If the issue persists, please let us know by opening an issue on https://github.com/huggingface/huggingface_hub.
It seems related to this issue huggingface/huggingface_hub#1498
Is there any bypass for downloading metadata, without using huggingface_hub?
Thanks.
Hi @ch-shin, do you also get this error with force_download=True, resume_download=False
? In the issue you linked it seems this could also be due to running out of storage, do you have enough? Alternatively, have you tried using snapshot_download
?
- It looks like
snapshot_download
is used indownload_upstream.py
by default, right? - I got the same error with
force_download=True, resume_download=False
as input arguments in snapshot_download. - Yes, storage is enough.
Oh, I found they fixed the force_download
flag very recently (huggingface/huggingface_hub#1549 (comment)). I will check it out and let you know how it goes 😇.

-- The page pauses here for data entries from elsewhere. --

use super::result::{infer_type, QueryResult};
use super::value::{DataType, Param, Value};
use super::{Dialect, Store};
use crate::error::{DashboardError, Result};
use chrono::{NaiveDate, NaiveDateTime};
use rusqlite::types::{Value as SqlValue, ValueRef};
use rusqlite::{params_from_iter, Connection};
use std::sync::{Arc, Mutex};

pub struct SqliteStore {
    conn: Arc<Mutex<Connection>>,
}

impl SqliteStore {
    pub fn open(path: &str) -> Result<Self> {
        let conn = Connection::open(path).map_err(|e| DashboardError::Connection(e.to_string()))?;
        Ok(Self {
            conn: Arc::new(Mutex::new(conn)),
        })
    }

    pub fn in_memory() -> Result<Self> {
        let conn =
            Connection::open_in_memory().map_err(|e| DashboardError::Connection(e.to_string()))?;
        Ok(Self {
            conn: Arc::new(Mutex::new(conn)),
        })
    }

    pub fn execute_batch(&self, sql: &str) -> Result<()> {
        let conn = self
            .conn
            .lock()
            .map_err(|_| DashboardError::QueryFailed("SQLite connection lock poisoned".into()))?;
        conn.execute_batch(sql)
            .map_err(|e| DashboardError::QueryFailed(e.to_string()))
    }

    fn bind(params: &[Param]) -> Vec<SqlValue> {
        params
            .iter()
            .map(|p| match p {
                Param::Int(i) => SqlValue::Integer(*i),
                Param::Float(f) => SqlValue::Real(*f),
                Param::Text(s) => SqlValue::Text(s.clone()),
                Param::Date(d) => SqlValue::Text(d.format("%Y-%m-%d").to_string()),
            })
            .collect()
    }

    fn run(conn: &Connection, sql: &str, params: Vec<SqlValue>) -> rusqlite::Result<QueryResult> {
        let mut stmt = conn.prepare(sql)?;
        let declared: Vec<(String, DataType)> = stmt
            .columns()
            .iter()
            .map(|c| {
                let ty = c.decl_type().map(DataType::from_decl).unwrap_or(DataType::Unknown);
                (c.name().to_string(), ty)
            })
            .collect();

        let width = declared.len();
        let mut data: Vec<Vec<Value>> = Vec::new();
        let mut rows = stmt.query(params_from_iter(params))?;
        while let Some(row) = rows.next()? {
            let mut cells = Vec::with_capacity(width);
            for (idx, (_, ty)) in declared.iter().enumerate() {
                cells.push(convert(row.get_ref(idx)?, *ty));
            }
            data.push(cells);
        }

        let header = declared
            .into_iter()
            .enumerate()
            .map(|(idx, (name, ty))| {
                let column: Vec<Value> = data.iter().map(|r| r[idx].clone()).collect();
                (name, resolve_type(ty, &column))
            })
            .collect();

        Ok(QueryResult::from_rows(header, data))
    }
}

#[async_trait::async_trait]
impl Store for SqliteStore {
    async fn query(&self, sql: &str, params: &[Param]) -> Result<QueryResult> {
        let conn = self.conn.clone();
        let sql = sql.to_string();
        let params = Self::bind(params);

        tokio::task::spawn_blocking(move || {
            let conn = conn
                .lock()
                .map_err(|_| DashboardError::QueryFailed("SQLite connection lock poisoned".into()))?;
            Self::run(&conn, &sql, params).map_err(|e| DashboardError::QueryFailed(e.to_string()))
        })
        .await
        .map_err(|e| DashboardError::QueryFailed(e.to_string()))?
    }

    fn dialect(&self) -> Dialect {
        Dialect::Sqlite
    }
}

/// SQLite stores dates and booleans as text and integers; the declared
/// column type says how to read them back.
fn convert(raw: ValueRef<'_>, declared: DataType) -> Value {
    match (raw, declared) {
        (ValueRef::Null, _) => Value::Null,
        (ValueRef::Integer(i), DataType::Boolean) => Value::Bool(i != 0),
        (ValueRef::Integer(i), DataType::Float) => Value::Float(i as f64),
        (ValueRef::Integer(i), _) => Value::Int(i),
        (ValueRef::Real(f), _) => Value::Float(f),
        (ValueRef::Text(bytes), ty) => {
            let text = String::from_utf8_lossy(bytes).into_owned();
            match ty {
                DataType::Date => NaiveDate::parse_from_str(&text, "%Y-%m-%d")
                    .map(Value::Date)
                    .unwrap_or(Value::Text(text)),
                DataType::Timestamp => parse_timestamp(&text)
                    .map(Value::Timestamp)
                    .unwrap_or(Value::Text(text)),
                _ => Value::Text(text),
            }
        }
        (ValueRef::Blob(bytes), _) => Value::Text(format!("<{} bytes>", bytes.len())),
    }
}

fn parse_timestamp(text: &str) -> Option<NaiveDateTime> {
    NaiveDateTime::parse_from_str(text, "%Y-%m-%d %H:%M:%S")
        .or_else(|_| NaiveDateTime::parse_from_str(text, "%Y-%m-%dT%H:%M:%S"))
        .ok()
}

fn resolve_type(declared: DataType, values: &[Value]) -> DataType {
    let inferred = infer_type(values);
    match (declared, inferred) {
        (DataType::Unknown, inferred) => inferred,
        (declared, DataType::Unknown) => declared,
        (DataType::Float, DataType::Integer) => DataType::Float,
        (declared, inferred) if declared == inferred => declared,
        (_, inferred) => inferred,
    }
}

#[cfg(test)]
mod tests {
    use super::*;

    #[tokio::test]
    async fn test_expression_columns_are_inferred() {
        let store = SqliteStore::in_memory().unwrap();
        let result = store.query("SELECT 1 AS a, 2.5 AS b, 'x' AS c", &[]).await.unwrap();

        assert_eq!(result.row_count(), 1);
        assert_eq!(result.column("a").unwrap().data_type, DataType::Integer);
        assert_eq!(result.column("b").unwrap().data_type, DataType::Float);
        assert_eq!(result.column("c").unwrap().data_type, DataType::Text);
    }

    #[tokio::test]
    async fn test_declared_date_column_is_parsed() {
        let store = SqliteStore::in_memory().unwrap();
        store
            .execute_batch(
                "CREATE TABLE t (d DATE, n INTEGER);
                 INSERT INTO t VALUES ('2025-03-15', 4);",
            )
            .unwrap();

        let result = store.query("SELECT d, n FROM t", &[]).await.unwrap();
        let expected = NaiveDate::from_ymd_opt(2025, 3, 15).unwrap();
        assert_eq!(result.cell(0, 0), Some(&Value::Date(expected)));
        assert_eq!(result.column("d").unwrap().data_type, DataType::Date);
    }

    #[tokio::test]
    async fn test_bound_params() {
        let store = SqliteStore::in_memory().unwrap();
        let date = NaiveDate::from_ymd_opt(2025, 3, 15).unwrap();
        let result = store
            .query("SELECT date(?1, '+1 day') AS next", &[Param::Date(date)])
            .await
            .unwrap();
        assert_eq!(result.scalar(), Some(&Value::Text("2025-03-16".into())));
    }

    #[tokio::test]
    async fn test_syntax_error_is_query_failed() {
        let store = SqliteStore::in_memory().unwrap();
        let err = store.query("SELEKT * FROM x", &[]).await.unwrap_err();
        match err {
            DashboardError::QueryFailed(msg) => assert!(msg.contains("SELEKT")),
            other => panic!("unexpected error: {:?}", other),
        }
    }

    #[test]
    fn test_resolve_type_prefers_values_on_conflict() {
        let values = vec![Value::Text("n/a".into()), Value::Int(3)];
        assert_eq!(resolve_type(DataType::Integer, &values), DataType::Text);
        assert_eq!(resolve_type(DataType::Float, &[Value::Float(1.0)]), DataType::Float);
        assert_eq!(resolve_type(DataType::Integer, &[Value::Null]), DataType::Integer);
    }
}
mod common;

use chrono::NaiveDate;
use foodboard::{Block, ChartMark, Dashboard, Metric, Page, QueryExecutor, SqliteStore, Value};
use std::sync::Arc;

async fn render(page: Page) -> Vec<Block> {
    let mut session = common::session();
    session.page = page;
    common::dashboard().render(&session).await
}

#[tokio::test]
async fn test_overview_counts_each_table() {
    let blocks = render(Page::Overview).await;
    let metrics = blocks
        .iter()
        .find_map(|b| match b {
            Block::Metrics(m) => Some(m.clone()),
            _ => None,
        })
        .unwrap();

    let expected = [("Providers", 3), ("Receivers", 2), ("Food Listings", 4), ("Claims", 3)];
    assert_eq!(metrics.len(), expected.len());
    for (metric, (label, count)) in metrics.iter().zip(expected) {
        assert_eq!(
            metric,
            &Metric {
                label: label.to_string(),
                value: Value::Int(count),
            }
        );
    }
}

#[tokio::test]
async fn test_providers_page_groups_by_city() {
    let blocks = render(Page::Providers).await;
    assert!(matches!(&blocks[1], Block::Table(t) if t.row_count() == 3));

    let chart = blocks.iter().find_map(Block::as_chart).unwrap();
    assert_eq!(chart.title.as_deref(), Some("Providers by City"));
    assert_eq!(chart.mark, ChartMark::Bar);
    assert_eq!(chart.categories, vec!["Delhi", "Pune"]);
    assert_eq!(chart.series[0].values, vec![Some(1.0), Some(2.0)]);
}

#[tokio::test]
async fn test_claims_page_groups_by_status() {
    let blocks = render(Page::Claims).await;
    let chart = blocks.iter().find_map(Block::as_chart).unwrap();
    assert_eq!(chart.title.as_deref(), Some("Claims"));
    assert_eq!(chart.categories, vec!["Completed", "Pending"]);
    assert_eq!(chart.series[0].values, vec![Some(2.0), Some(1.0)]);
}

#[tokio::test]
async fn test_food_listings_near_expiry() {
    let blocks = render(Page::FoodListings).await;
    let near_expiry = blocks
        .iter()
        .filter_map(|b| match b {
            Block::Table(t) => Some(t),
            _ => None,
        })
        .nth(1)
        .unwrap();

    assert_eq!(
        near_expiry.column_names(),
        vec!["food_id", "food_name", "expiry_date", "location", "quantity"]
    );
    let names: Vec<String> = near_expiry
        .column("food_name")
        .unwrap()
        .values
        .iter()
        .map(Value::to_string)
        .collect();
    assert_eq!(names, vec!["Bread", "Rice"]);
    assert!(blocks
        .iter()
        .any(|b| matches!(b, Block::Text(t) if t == "Total Near-Expiry Items: 2")));
}

#[tokio::test]
async fn test_food_listings_without_near_expiry_warns() {
    let mut session = common::session();
    session.page = Page::FoodListings;
    session.reference_date = NaiveDate::from_ymd_opt(2025, 4, 1).unwrap();

    let blocks = common::dashboard().render(&session).await;
    assert!(blocks.iter().any(
        |b| matches!(b, Block::Warning(w) if w == "No near-expiry items for the selected date.")
    ));
}

#[tokio::test]
async fn test_analytics_charts() {
    let blocks = render(Page::Analytics).await;
    let charts: Vec<_> = blocks.iter().filter_map(Block::as_chart).collect();
    assert_eq!(charts.len(), 2);

    assert_eq!(charts[0].mark, ChartMark::Pie);
    assert_eq!(charts[0].title.as_deref(), Some("Quantity Posted by Provider Type"));
    assert_eq!(charts[0].categories[0], "Grocery Store");
    assert_eq!(charts[0].series[0].values[0], Some(65.0));

    assert_eq!(charts[1].mark, ChartMark::Bar);
    assert_eq!(charts[1].categories[0], "Vegan");
    assert_eq!(charts[1].series[0].values[0], Some(2.0));
}

#[tokio::test]
async fn test_missing_tables_render_errors_not_panics() {
    let store = Arc::new(SqliteStore::in_memory().unwrap());
    let dashboard = Dashboard::new(QueryExecutor::new(store));
    let mut session = common::session();

    for page in Page::ALL {
        session.page = page;
        let blocks = dashboard.render(&session).await;
        if page != Page::Query {
            assert!(blocks.iter().any(Block::is_error), "no error on {}", page);
        }
    }
}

Hi @ch-shin sorry you're experiencing this issue. Maintainer of huggingface_hub
here. Which version of huggingface_hub
are you using? If the error is still happening, it would be good to update to latest release (0.16.4
) and retry. To be honest, we are actively tracking down this issue but we haven't got a reliable way to trigger it which makes it very hard to debug (I personally never experienced it, even after a lot of attempts 😕)
@Wauplin Hi! Thank you for the follow-up on this. I updated it to 0.17.0.dev0
and still got the same error. And if I put force_download=True, resume_download=False
option, I get the following error.
ValueError(
"We have no connection or you passed local_files_only, so force_download is not an accepted option."
)
from https://github.com/huggingface/huggingface_hub/blob/2940a65b22e9552b0dd40f0b61f502f66896d46d/src/huggingface_hub/file_download.py#L1253
I guess it happens when network bandwidth is not enough while downloading big files, losing etag. (but somehow proceed with some exception handlings, and then later make consistency check failure? I don't know 😇 )
@ch-shin Thanks for your feedback. Would you have time for another test? If possible, can you install huggingface_hub from this PR (huggingface/huggingface_hub#1561). It will not solve the error but the stacktrace will be more furnished.
To install it:
pip install githttps://github.com/jiamings/huggingface_hub@main
Then retry your failing script (btw, which file from which repo are you downloading?) and copy-paste the full error stacktrace printed in your terminal. Both with and without force_download
. Thanks a lot in advance!
@Wauplin Sorry that I missed your comment 😓. Actually, I just upgraded my internet (25mbps --> 500mbps) and the problem has gone.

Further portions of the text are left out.